Her colleague Kieran McAnulty said the $350m figure was backed up by figures produces by the TAB and Lotto as part of the review of the Gambling Act.

"The TAB has been producing figures to demonstrate why there needs to be regulation of online gambling, Lotto have done the same. If they believed there was four times the amount of people gambling overseas they'd say so because it would strengthen their case.

"I can't see how the DIA, the TAB, Lotto have got figures that are a quarter of what the National party would need for this to add up."

"When you consider the amount that they're proposing to give to families, when those families would be required to gamble over half of that money to make this add up - that's not a little bit askew, that's a massive hole."

They challenged National to front up with their assumptions underlying the estimate.

"It's easy to prove - if they do, just show us your assumptions. They don't add up. They'd require four time the number of Kiwis to gamble overseas," McAnulty said.

Willis said the pair were assuming all the tax generated would come via GST, but corporate taxes would cover a bigger percentage than the GST portion would.

"We are going after corporate tax and casino duties too. That pumps up the numbers in a big way," she said.

She disputed the size of the black market of offshore online gambling operators, too.

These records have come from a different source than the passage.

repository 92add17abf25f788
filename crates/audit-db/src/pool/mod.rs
//! Database connection pool management

mod postgres;

pub use postgres::{create_pool, run_migrations, DatabaseConfig};

// Re-export PgPool for convenience
pub use sqlx::postgres::PgPool;
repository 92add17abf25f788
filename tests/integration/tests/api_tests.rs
//! API Integration Tests
//!
//! These tests require a running PostgreSQL instance reachable through
//! `DATABASE_URL`; migrations are applied on server start.
//!
//! Run with: cargo test -p integration-tests --test api_tests

use integration_tests::{
    assert_json, assert_status, check_test_env, fixtures::*, test_snowflake, TestServer,
};
use reqwest::StatusCode;
use serde_json::json;

// ============================================================================
// Health Check Tests
// ============================================================================

#[tokio::test]
async fn test_health_check() {
    if !check_test_env() {
        return;
    }

    let server = TestServer::start().await.expect("Failed to start server");
    let response = server.get("/health").await.expect("Request failed");
    assert_status(response, StatusCode::OK).await.unwrap();
}

#[tokio::test]
async fn test_health_ready() {
    if !check_test_env() {
        return;
    }

    let server = TestServer::start().await.expect("Failed to start server");
    let response = server.get("/health/ready").await.expect("Request failed");
    let body: serde_json::Value = assert_json(response, StatusCode::OK).await.unwrap();
    assert_eq!(body["checks"]["database"], "healthy");
}

// ============================================================================
// Recording
// ============================================================================

#[tokio::test]
async fn test_record_without_details() {
    if !check_test_env() {
        return;
    }

    let server = TestServer::start().await.expect("Failed to start server");
    let user_id = server.create_user().await.unwrap();

    let response = server
        .post("/api/v1/audit-logs", &CreateAuditLog::new(user_id, "login"))
        .await
        .unwrap();
    let log: AuditLogBody = assert_json(response, StatusCode::CREATED).await.unwrap();

    assert_eq!(log.user_id, user_id.to_string());
    assert_eq!(log.action, "login");
    assert!(log.details.is_none());
    assert_eq!(log.created_at, log.updated_at);
}

#[tokio::test]
async fn test_record_with_nested_details() {
    if !check_test_env() {
        return;
    }

    let server = TestServer::start().await.expect("Failed to start server");
    let user_id = server.create_user().await.unwrap();
    let details = json!({
        "class": {"id": 12, "name": "Algebra"},
        "marked": [{"student": 1, "present": true}, {"student": 2, "present": false}]
    });

    let request = CreateAuditLog::new(user_id, "mark_attendance").with_details(details.clone());
    let response = server.post("/api/v1/audit-logs", &request).await.unwrap();
    let created: AuditLogBody = assert_json(response, StatusCode::CREATED).await.unwrap();

    let response = server
        .get(&format!("/api/v1/audit-logs/{}", created.id))
        .await
        .unwrap();
    let fetched: AuditLogWithUserBody = assert_json(response, StatusCode::OK).await.unwrap();
    assert_eq!(fetched.log.details, Some(details));
}

#[tokio::test]
async fn test_record_missing_fields_rejected() {
    if !check_test_env() {
        return;
    }

    let server = TestServer::start().await.expect("Failed to start server");
    let user_id = server.create_user().await.unwrap();

    let no_user = CreateAuditLog {
        user_id: None,
        action: Some("login".to_string()),
        details: None,
    };
    let response = server.post("/api/v1/audit-logs", &no_user).await.unwrap();
    let err: ErrorEnvelope = assert_json(response, StatusCode::BAD_REQUEST).await.unwrap();
    assert_eq!(err.error.code, "VALIDATION_ERROR");
    assert!(err.error.details.unwrap()["user_id"].is_array());

    let no_action = CreateAuditLog {
        user_id: Some(user_id.to_string()),
        action: None,
        details: Some(json!({"ip": "10.0.0.1"})),
    };
    let response = server.post("/api/v1/audit-logs", &no_action).await.unwrap();
    let err: ErrorEnvelope = assert_json(response, StatusCode::BAD_REQUEST).await.unwrap();
    assert!(err.error.details.unwrap()["action"].is_array());

    let response = server
        .post("/api/v1/audit-logs", &CreateAuditLog::new(user_id, ""))
        .await
        .unwrap();
    assert_status(response, StatusCode::BAD_REQUEST).await.unwrap();
}

#[tokio::test]
async fn test_record_unknown_user() {
    if !check_test_env() {
        return;
    }

    let server = TestServer::start().await.expect("Failed to start server");

    let response = server
        .post("/api/v1/audit-logs", &CreateAuditLog::new(test_snowflake(), "login"))
        .await
        .unwrap();
    let err: ErrorEnvelope = assert_json(response, StatusCode::NOT_FOUND).await.unwrap();
    assert_eq!(err.error.code, "UNKNOWN_USER");
}

#[tokio::test]
async fn test_malformed_body() {
    if !check_test_env() {
        return;
    }

    let server = TestServer::start().await.expect("Failed to start server");

    let response = server
        .post("/api/v1/audit-logs", &json!({"user_id": "abc", "action": "login"}))
        .await
        .unwrap();
    let err: ErrorEnvelope = assert_json(response, StatusCode::BAD_REQUEST).await.unwrap();
    assert_eq!(err.error.code, "INVALID_BODY");
}

// ============================================================================
// Reading
// ============================================================================

#[tokio::test]
async fn test_get_populates_user() {
    if !check_test_env() {
        return;
    }

    let server = TestServer::start().await.expect("Failed to start server");
    let user_id = server.create_user().await.unwrap();

    let response = server
        .post("/api/v1/audit-logs", &CreateAuditLog::new(user_id, "login"))
        .await
        .unwrap();
    let created: AuditLogBody = assert_json(response, StatusCode::CREATED).await.unwrap();

    let response = server
        .get(&format!("/api/v1/audit-logs/{}", created.id))
        .await
        .unwrap();
    let fetched: AuditLogWithUserBody = assert_json(response, StatusCode::OK).await.unwrap();

    let user = fetched.user.expect("user should be populated");
    assert_eq!(user.id, user_id.to_string());
    assert_eq!(user.username, format!("itest_{user_id}"));
    assert!(user.email.ends_with("@example.com"));
}

#[tokio::test]
async fn test_get_after_user_deleted() {
    if !check_test_env() {
        return;
    }

    let server = TestServer::start().await.expect("Failed to start server");
    let user_id = server.create_user().await.unwrap();

    let response = server
        .post("/api/v1/audit-logs", &CreateAuditLog::new(user_id, "login"))
        .await
        .unwrap();
    let created: AuditLogBody = assert_json(response, StatusCode::CREATED).await.unwrap();

    server.delete_user(user_id).await.unwrap();

    let response = server
        .get(&format!("/api/v1/audit-logs/{}", created.id))
        .await
        .unwrap();
    let fetched: AuditLogWithUserBody = assert_json(response, StatusCode::OK).await.unwrap();
    assert_eq!(fetched.log.user_id, user_id.to_string());
    assert!(fetched.user.is_none());
}

#[tokio::test]
async fn test_get_unknown_and_invalid_ids() {
    if !check_test_env() {
        return;
    }

    let server = TestServer::start().await.expect("Failed to start server");

    let response = server
        .get(&format!("/api/v1/audit-logs/{}", test_snowflake()))
        .await
        .unwrap();
    let err: ErrorEnvelope = assert_json(response, StatusCode::NOT_FOUND).await.unwrap();
    assert_eq!(err.error.code, "UNKNOWN_AUDIT_LOG");

    let response = server.get("/api/v1/audit-logs/not-a-number").await.unwrap();
    assert_status(response, StatusCode::BAD_REQUEST).await.unwrap();
}

#[tokio::test]
async fn test_two_entries_for_same_user() {
    if !check_test_env() {
        return;
    }

    let server = TestServer::start().await.expect("Failed to start server");
    let user_id = server.create_user().await.unwrap();

    let mut ids = Vec::new();
    for action in ["login", "logout"] {
        let response = server
            .post("/api/v1/audit-logs", &CreateAuditLog::new(user_id, action))
            .await
            .unwrap();
        let log: AuditLogBody = assert_json(response, StatusCode::CREATED).await.unwrap();
        ids.push(log.id);
    }
    assert_ne!(ids[0], ids[1]);

    for (id, action) in ids.iter().zip(["login", "logout"]) {
        let response = server.get(&format!("/api/v1/audit-logs/{id}")).await.unwrap();
        let fetched: AuditLogWithUserBody = assert_json(response, StatusCode::OK).await.unwrap();
        assert_eq!(fetched.log.action, action);
    }
}

#[tokio::test]
async fn test_list_user_entries() {
    if !check_test_env() {
        return;
    }

    let server = TestServer::start().await.expect("Failed to start server");
    let user_id = server.create_user().await.unwrap();

    for i in 0..3 {
        let response = server
            .post(
                "/api/v1/audit-logs",
                &CreateAuditLog::new(user_id, &format!("action_{i}")),
            )
            .await
            .unwrap();
        assert_status(response, StatusCode::CREATED).await.unwrap();
    }

    let response = server
        .get(&format!("/api/v1/users/{user_id}/audit-logs?limit=2"))
        .await
        .unwrap();
    let page: PageBody = assert_json(response, StatusCode::OK).await.unwrap();
    assert_eq!(page.data.len(), 2);
    assert_eq!(page.data[0].action, "action_2");
    assert_eq!(page.data[1].action, "action_1");
    assert!(page.pagination.has_more);
    assert_eq!(page.pagination.limit, 2);
    assert_eq!(page.pagination.total, 3);

    let before = page.pagination.before.expect("cursor");
    let response = server
        .get(&format!("/api/v1/users/{user_id}/audit-logs?before={before}&limit=2"))
        .await
        .unwrap();
    let rest: PageBody = assert_json(response, StatusCode::OK).await.unwrap();
    assert_eq!(rest.data.len(), 1);
    assert_eq!(rest.data[0].action, "action_0");
    assert!(!rest.pagination.has_more);
    assert!(rest.pagination.after.is_some());
}
//! Audit log service
//!
//! Records entries on behalf of live users and reads them back, optionally
//! with the referenced user resolved.

use audit_core::entities::{AuditLog, NewAuditLog, User};
use audit_core::traits::AuditLogQuery;
use audit_core::{DomainError, Snowflake};
use tracing::{debug, info, instrument};

use super::context::ServiceContext;
use super::error::{ServiceError, ServiceResult};

/// One page of a user's trail
#[derive(Debug, Clone)]
pub struct AuditLogPage {
    pub entries: Vec<AuditLog>,
    /// More entries exist past the last one in the direction of travel
    pub has_more: bool,
    pub limit: i64,
    /// All entries for the user, ignoring cursors
    pub total: i64,
}

/// Audit log service
pub struct AuditLogService<'a> {
    ctx: &'a ServiceContext,
}

impl<'a> AuditLogService<'a> {
    pub fn new(ctx: &'a ServiceContext) -> Self {
        Self { ctx }
    }

    /// Validate and persist a new entry
    ///
    /// The referenced user must be live at write time; nothing ties the
    /// entry to the user afterwards.
    #[instrument(skip(self, new), fields(user_id = ?new.user_id, action = ?new.action))]
    pub async fn record(&self, new: NewAuditLog) -> ServiceResult<AuditLog> {
        new.validate()?;
        let user_id = new
            .user_id
            .ok_or(DomainError::MissingField("user_id"))?;

        if !self.ctx.user_repo().exists(user_id).await? {
            return Err(DomainError::UserNotFound(user_id).into());
        }

        let log = AuditLog::create(self.ctx.generate_id(), new)?;
        self.ctx.audit_log_repo().create(&log).await?;

        info!(
            audit_log_id = %log.id,
            user_id = %log.user_id,
            action = %log.action,
            "Audit entry recorded"
        );

        Ok(log)
    }

    /// Fetch an entry by ID
    #[instrument(skip(self))]
    pub async fn get(&self, id: Snowflake) -> ServiceResult<AuditLog> {
        self.ctx
            .audit_log_repo()
            .find_by_id(id)
            .await?
            .ok_or_else(|| DomainError::AuditLogNotFound(id).into())
    }

    /// Fetch an entry with its user resolved
    ///
    /// The user is `None` when the account no longer exists.
    #[instrument(skip(self))]
    pub async fn get_with_user(&self, id: Snowflake) -> ServiceResult<(AuditLog, Option<User>)> {
        let log = self.get(id).await?;
        let user = self.ctx.user_repo().find_by_id(log.user_id).await?;

        if user.is_none() {
            debug!(audit_log_id = %id, user_id = %log.user_id, "Referenced user is gone");
        }

        Ok((log, user))
    }

    /// List a user's entries with cursor pagination
    ///
    /// Works for deleted users too, since their entries outlive them.
    #[instrument(skip(self))]
    pub async fn list_for_user(
        &self,
        user_id: Snowflake,
        query: AuditLogQuery,
    ) -> ServiceResult<AuditLogPage> {
        if let (Some(before), Some(after)) = (query.before, query.after) {
            if after >= before {
                return Err(ServiceError::validation("after must be lower than before"));
            }
        }

        let limit = query.effective_limit();
        let repo = self.ctx.audit_log_repo();
        let entries = repo.find_by_user(user_id, query).await?;

        let has_more = match entries.last() {
            Some(last) if entries.len() as i64 == limit => {
                let lookahead = if query.after.is_some() {
                    AuditLogQuery {
                        before: query.before,
                        after: Some(last.id),
                        limit: 1,
                    }
                } else {
                    AuditLogQuery {
                        before: Some(last.id),
                        after: None,
                        limit: 1,
                    }
                };
                !repo.find_by_user(user_id, lookahead).await?.is_empty()
            }
            _ => false,
        };

        let total = repo.count_by_user(user_id).await?;

        Ok(AuditLogPage {
            entries,
            has_more,
            limit,
            total,
        })
    }
}
//! Tracing and logging setup
//!
//! Configures the `tracing` subscriber with environment-based filtering.

use tracing::{Level, Subscriber};
use tracing_subscriber::{
    fmt::{self, format::FmtSpan},
    layer::SubscriberExt,
    registry::LookupSpan,
    util::SubscriberInitExt,
    EnvFilter, Layer,
};

use crate::config::Environment;

/// Tracing configuration options
#[derive(Debug, Clone)]
pub struct TracingConfig {
    /// Log level used when `RUST_LOG` is unset
    pub level: Level,
    /// Enable JSON output format
    pub json: bool,
    /// Include span events (new, close)
    pub span_events: bool,
    /// Include file and line numbers
    pub file_line: bool,
    /// Include thread names
    pub thread_names: bool,
    /// Include thread IDs
    pub thread_ids: bool,
}

impl Default for TracingConfig {
    fn default() -> Self {
        Self {
            level: Level::INFO,
            json: false,
            span_events: false,
            file_line: true,
            thread_names: false,
            thread_ids: false,
        }
    }
}

impl TracingConfig {
    /// Create a development configuration with debug logging
    #[must_use]
    pub fn development() -> Self {
        Self {
            level: Level::DEBUG,
            span_events: true,
            thread_names: true,
            ..Self::default()
        }
    }

    /// Create a production configuration with JSON logging
    #[must_use]
    pub fn production() -> Self {
        Self {
            json: true,
            file_line: false,
            ..Self::default()
        }
    }

    /// Pick the preset matching a deployment environment
    #[must_use]
    pub fn for_environment(env: Environment) -> Self {
        match env {
            Environment::Development => Self::development(),
            Environment::Staging => Self::default(),
            Environment::Production => Self::production(),
        }
    }

    fn span_events(&self) -> FmtSpan {
        if self.span_events {
            FmtSpan::NEW | FmtSpan::CLOSE
        } else {
            FmtSpan::NONE
        }
    }

    fn env_filter(&self) -> EnvFilter {
        EnvFilter::try_from_default_env().unwrap_or_else(|_| EnvFilter::new(self.level.to_string()))
    }

    fn fmt_layer<S>(&self) -> Box<dyn Layer<S> + Send + Sync>
    where
        S: Subscriber + for<'a> LookupSpan<'a>,
    {
        let layer = fmt::layer()
            .with_file(self.file_line)
            .with_line_number(self.file_line)
            .with_thread_names(self.thread_names)
            .with_thread_ids(self.thread_ids)
            .with_span_events(self.span_events());

        if self.json {
            layer.json().boxed()
        } else {
            layer.boxed()
        }
    }
}

/// Initialize the tracing subscriber with default configuration
///
/// Uses `RUST_LOG` environment variable for filtering if set,
/// otherwise defaults to "info" level.
///
/// # Panics
/// Panics if a global subscriber is already set.
pub fn init_tracing() {
    init_tracing_with_config(TracingConfig::default());
}

/// Initialize the tracing subscriber with custom configuration
///
/// # Panics
/// Panics if a global subscriber is already set.
pub fn init_tracing_with_config(config: TracingConfig) {
    if let Err(e) = try_init_tracing_with_config(config) {
        panic!("{e}");
    }
}

/// Try to initialize tracing, returning an error instead of panicking when
/// a subscriber is already installed
pub fn try_init_tracing() -> Result<(), TracingError> {
    try_init_tracing_with_config(TracingConfig::default())
}

/// Try to initialize tracing with custom configuration
pub fn try_init_tracing_with_config(config: TracingConfig) -> Result<(), TracingError> {
    tracing_subscriber::registry()
        .with(config.env_filter())
        .with(config.fmt_layer())
        .try_init()
        .map_err(|_| TracingError::AlreadyInitialized)
}

/// Tracing initialization errors
#[derive(Debug, thiserror::Error)]
pub enum TracingError {
    #[error("Tracing subscriber already initialized")]
    AlreadyInitialized,
}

"What they are assuming is that the current market they're collecting GST from rightly depicts the full market. It does not. The problem here is an enormous black market of online casino gambling. I don't like it but I'm going to regulate it and I'm going to tax the heck out of it.

"It's a very fast growing part of the market with people forecasting that over the next few years it will grow faster than other parts of our gambling market.

"What we know is that there is a large market right now of non-licenced, non-registered casinos who aren't paying GST but who also aren't paying corporate tax, aren't paying casino levies. That's research that marketers have done, they've looked at it, we know that it's been the case around the world."

She would not provide National's full background costings, however.

"These are people who are specialists in gambling, they've gone and had a look at the information that's out there and we're confident that their estimates of the black market are good.

"I'm prepared to give you a bit of a step through but I'm not going to release excel spreadsheets and be publishing all of that ... I don't think that's useful, nor do I think that you've had spreadsheets from Labour on their GST policy."